As far as the book, just leave it. If he wants to talk about it, he will.

I think there are sort of two parts in standing. The first is the part IMP has talked about. You don't' do anything involving your husband that has the goal of getting him back. However, in the background you are doing everything to become a better and happier you. Then, when your husband is with you, or sees you, or hears of you, he see a person he will want to be with! Don't start talks about your relationship, and try not to get tangled up in them if he does. Right now they will be counterproductive.

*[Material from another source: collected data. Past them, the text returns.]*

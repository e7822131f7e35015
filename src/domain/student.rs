//! Student record model.
//!
//! This module defines [`Student`], one row of the roster, and [`ClassLabel`],
//! the grade label that may arrive either as a number or as text. Records are
//! decoded leniently: a missing or oddly typed field never rejects the record,
//! it just renders as whatever text the value naturally displays as.

use serde::Deserialize;
use std::cmp::Ordering;
use std::fmt;

/// Grade label of a student.
///
/// Numeric labels order numerically, text labels order lexicographically.
/// Text that reads as a number (`"9"`, `" 10 "`) orders as that number but
/// keeps its original spelling for display. Numbers sort before text and a
/// missing label sorts after everything, so a class sort over clean data never
/// has to look at the mixed cases.
#[derive(Debug, Clone, Default)]
pub enum ClassLabel {
    /// Field absent or `null`.
    #[default]
    Missing,
    /// Numeric grade such as `10`.
    Number(f64),
    /// Text grade such as `"10A"`.
    Text(String),
}

impl ClassLabel {
    /// Numeric value of the label, parsing text labels that hold a number.
    #[must_use]
    pub fn numeric(&self) -> Option<f64> {
        match self {
            Self::Number(n) => Some(*n),
            Self::Text(s) => s.trim().parse::<f64>().ok().filter(|n| n.is_finite()),
            Self::Missing => None,
        }
    }

    fn rank(&self) -> u8 {
        match self {
            Self::Missing => 2,
            _ if self.numeric().is_some() => 0,
            _ => 1,
        }
    }
}

impl Ord for ClassLabel {
    fn cmp(&self, other: &Self) -> Ordering {
        match (self.numeric(), other.numeric()) {
            (Some(a), Some(b)) => a.total_cmp(&b),
            _ => match (self, other) {
                (Self::Text(a), Self::Text(b)) if self.rank() == other.rank() => a.cmp(b),
                _ => self.rank().cmp(&other.rank()),
            },
        }
    }
}

impl PartialOrd for ClassLabel {
    fn partial_cmp(&self, other: &Self) -> Option<Ordering> {
        Some(self.cmp(other))
    }
}

impl PartialEq for ClassLabel {
    fn eq(&self, other: &Self) -> bool {
        self.cmp(other) == Ordering::Equal
    }
}

impl Eq for ClassLabel {}

impl fmt::Display for ClassLabel {
    fn fmt(&self, f: &mut fmt::Formatter<'_>) -> fmt::Result {
        match self {
            Self::Missing => Ok(()),
            Self::Number(n) => write!(f, "{n}"),
            Self::Text(s) => f.write_str(s),
        }
    }
}

/// One learner in the roster.
///
/// Every field has a default, so a record with missing keys still decodes.
/// Text fields accept any JSON scalar, `marks` accepts numbers and numeric
/// strings, and `passing` follows truthiness rules.
///
/// # Examples
///
/// ```
/// use rosterview::Student;
///
/// let student: Student = serde_json::from_str(
///     r#"{"id": 1, "first_name": "Amy", "last_name": "Lee", "marks": 70, "passing": true}"#,
/// ).unwrap();
///
/// assert_eq!(student.id, "1");
/// assert_eq!(student.full_name(), "Amy Lee");
/// assert_eq!(student.marks_text(), "70");
/// assert_eq!(student.passing_label(), "Passing");
/// ```
#[derive(Debug, Clone, Default, PartialEq, Deserialize)]
#[serde(default)]
pub struct Student {
    #[serde(deserialize_with = "lenient::text")]
    pub id: String,
    #[serde(deserialize_with = "lenient::text")]
    pub first_name: String,
    #[serde(deserialize_with = "lenient::text")]
    pub last_name: String,
    #[serde(deserialize_with = "lenient::text")]
    pub gender: String,
    #[serde(rename = "class", deserialize_with = "lenient::class_label")]
    pub class_label: ClassLabel,
    #[serde(deserialize_with = "lenient::number")]
    pub marks: Option<f64>,
    #[serde(deserialize_with = "lenient::truthy")]
    pub passing: bool,
    #[serde(deserialize_with = "lenient::text")]
    pub email: String,
    #[serde(deserialize_with = "lenient::text")]
    pub img_src: String,
}

impl Student {
    /// Returns the composite `"first last"` name used for display and name sorting.
    #[must_use]
    pub fn full_name(&self) -> String {
        format!("{} {}", self.first_name, self.last_name)
    }

    /// Returns the binary status label shown in the Passing column.
    #[must_use]
    pub const fn passing_label(&self) -> &'static str {
        if self.passing {
            "Passing"
        } else {
            "Failed"
        }
    }

    /// Returns marks as display text, empty when the score is unknown.
    #[must_use]
    pub fn marks_text(&self) -> String {
        self.marks.map(|m| m.to_string()).unwrap_or_default()
    }
}

/// Field decoders that never fail on a well-formed JSON value.
mod lenient {
    use super::ClassLabel;
    use serde::{Deserialize, Deserializer};
    use serde_json::Value;

    pub fn text<'de, D: Deserializer<'de>>(deserializer: D) -> Result<String, D::Error> {
        Ok(display_text(&Value::deserialize(deserializer)?))
    }

    /// Renders a JSON value the way a page cell shows it: whole numbers
    /// without a fraction, array items joined by commas, null as nothing.
    pub fn display_text(value: &Value) -> String {
        match value {
            Value::Null => String::new(),
            Value::Bool(b) => b.to_string(),
            Value::Number(n) => match (n.as_i64(), n.as_u64(), n.as_f64()) {
                (Some(i), _, _) => i.to_string(),
                (None, Some(u), _) => u.to_string(),
                (None, None, Some(f)) => f.to_string(),
                (None, None, None) => n.to_string(),
            },
            Value::String(s) => s.clone(),
            Value::Array(items) => items.iter().map(display_text).collect::<Vec<_>>().join(","),
            Value::Object(_) => "[object Object]".to_string(),
        }
    }

    pub fn number<'de, D: Deserializer<'de>>(deserializer: D) -> Result<Option<f64>, D::Error> {
        let parsed = match Value::deserialize(deserializer)? {
            Value::Number(n) => n.as_f64(),
            Value::String(s) => s.trim().parse::<f64>().ok(),
            _ => None,
        };
        Ok(parsed.filter(|n| n.is_finite()))
    }

    pub fn truthy<'de, D: Deserializer<'de>>(deserializer: D) -> Result<bool, D::Error> {
        Ok(match Value::deserialize(deserializer)? {
            Value::Null => false,
            Value::Bool(b) => b,
            Value::Number(n) => n.as_f64().is_some_and(|f| f != 0.0),
            Value::String(s) => !s.is_empty(),
            Value::Array(_) | Value::Object(_) => true,
        })
    }

    pub fn class_label<'de, D: Deserializer<'de>>(deserializer: D) -> Result<ClassLabel, D::Error> {
        Ok(match Value::deserialize(deserializer)? {
            Value::Null => ClassLabel::Missing,
            Value::Number(n) => n.as_f64().map_or(ClassLabel::Missing, ClassLabel::Number),
            Value::String(s) => ClassLabel::Text(s),
            other => ClassLabel::Text(display_text(&other)),
        })
    }
}

#[cfg(test)]
mod tests {
    use super::*;

    fn decode(raw: &str) -> Student {
        serde_json::from_str(raw).expect("record should decode")
    }

    #[test]
    fn test_decodes_complete_record() {
        let student = decode(
            r#"{
                "id": 7, "first_name": "Bo", "last_name": "Chan", "gender": "Male",
                "class": 10, "marks": 90, "passing": false,
                "email": "bo@example.com", "img_src": "https://example.com/bo.png"
            }"#,
        );

        assert_eq!(student.id, "7");
        assert_eq!(student.full_name(), "Bo Chan");
        assert_eq!(student.gender, "Male");
        assert_eq!(student.class_label, ClassLabel::Number(10.0));
        assert_eq!(student.class_label.to_string(), "10");
        assert_eq!(student.marks, Some(90.0));
        assert_eq!(student.passing_label(), "Failed");
        assert_eq!(student.img_src, "https://example.com/bo.png");
    }

    #[test]
    fn test_missing_fields_render_empty() {
        let student = decode(r#"{"first_name": "Amy"}"#);

        assert_eq!(student.id, "");
        assert_eq!(student.last_name, "");
        assert_eq!(student.class_label.to_string(), "");
        assert_eq!(student.marks_text(), "");
        assert!(!student.passing);
    }

    #[test]
    fn test_oddly_typed_fields_are_coerced() {
        let student = decode(
            r#"{"id": "s-1", "first_name": 42, "class": "10A", "marks": " 72.5 ", "passing": "yes", "email": null}"#,
        );

        assert_eq!(student.id, "s-1");
        assert_eq!(student.first_name, "42");
        assert_eq!(student.class_label, ClassLabel::Text("10A".to_string()));
        assert_eq!(student.marks, Some(72.5));
        assert!(student.passing);
        assert_eq!(student.email, "");
    }

    #[test]
    fn test_unparseable_marks_become_unknown() {
        assert_eq!(decode(r#"{"marks": "n/a"}"#).marks, None);
        assert_eq!(decode(r#"{"marks": [1]}"#).marks, None);
    }

    #[test]
    fn test_passing_truthiness() {
        assert!(!decode(r#"{"passing": 0}"#).passing);
        assert!(decode(r#"{"passing": 1}"#).passing);
        assert!(!decode(r#"{"passing": ""}"#).passing);
        assert!(decode(r#"{"passing": {}}"#).passing);
    }

    #[test]
    fn test_class_label_ordering() {
        let mut labels = vec![
            ClassLabel::Missing,
            ClassLabel::Text("b".to_string()),
            ClassLabel::Number(12.0),
            ClassLabel::Text("a".to_string()),
            ClassLabel::Number(9.0),
        ];
        labels.sort();

        assert_eq!(
            labels,
            vec![
                ClassLabel::Number(9.0),
                ClassLabel::Number(12.0),
                ClassLabel::Text("a".to_string()),
                ClassLabel::Text("b".to_string()),
                ClassLabel::Missing,
            ]
        );
    }

    #[test]
    fn test_numeric_text_classes_order_as_numbers() {
        let mut labels = vec![
            ClassLabel::Text("10".to_string()),
            ClassLabel::Text("10A".to_string()),
            ClassLabel::Number(9.5),
            ClassLabel::Text(" 9 ".to_string()),
        ];
        labels.sort();

        let shown: Vec<String> = labels.iter().map(ToString::to_string).collect();
        assert_eq!(shown, vec![" 9 ", "9.5", "10", "10A"]);
    }

    #[test]
    fn test_non_string_values_display_like_page_cells() {
        let student = decode(r#"{"id": 1.0, "first_name": [1, "a", null], "last_name": true, "email": {"a": 1}}"#);

        assert_eq!(student.id, "1");
        assert_eq!(student.first_name, "1,a,");
        assert_eq!(student.last_name, "true");
        assert_eq!(student.email, "[object Object]");
        assert_eq!(decode(r#"{"id": 2.5}"#).id, "2.5");
        assert_eq!(decode(r#"{"class": [9, 10]}"#).class_label.to_string(), "9,10");
    }
}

So, what to do. First, I think, the practical, if you have to do something to protect yourself financially, you just have to do that. I couldn't tell if that was an issue, but be watchful. Then, do what you can to make you better. Try to detach your happiness from his actions. You should look to things that you can control for your own happiness. Even in a good marriage co-dependence is a bad thing. Your business probably confuses things a bit, but try to separate business issues from relationship issues. Get back to doing things you like to do. Even things as small as reading the books you've put off reading. Or renew a hobby. Or, just learn about a hobby you've been interested in, but never got involved with. If you grow, and GAL of your own, you will feel better, and you will be more attractive to him. Of course, if he is MLC, you are in for a long haul anyway, because his wiring is messed up, and there's not a thing you can do about it, really. That is a challenge, but it gives you time to work on yourself, so take advantage of it!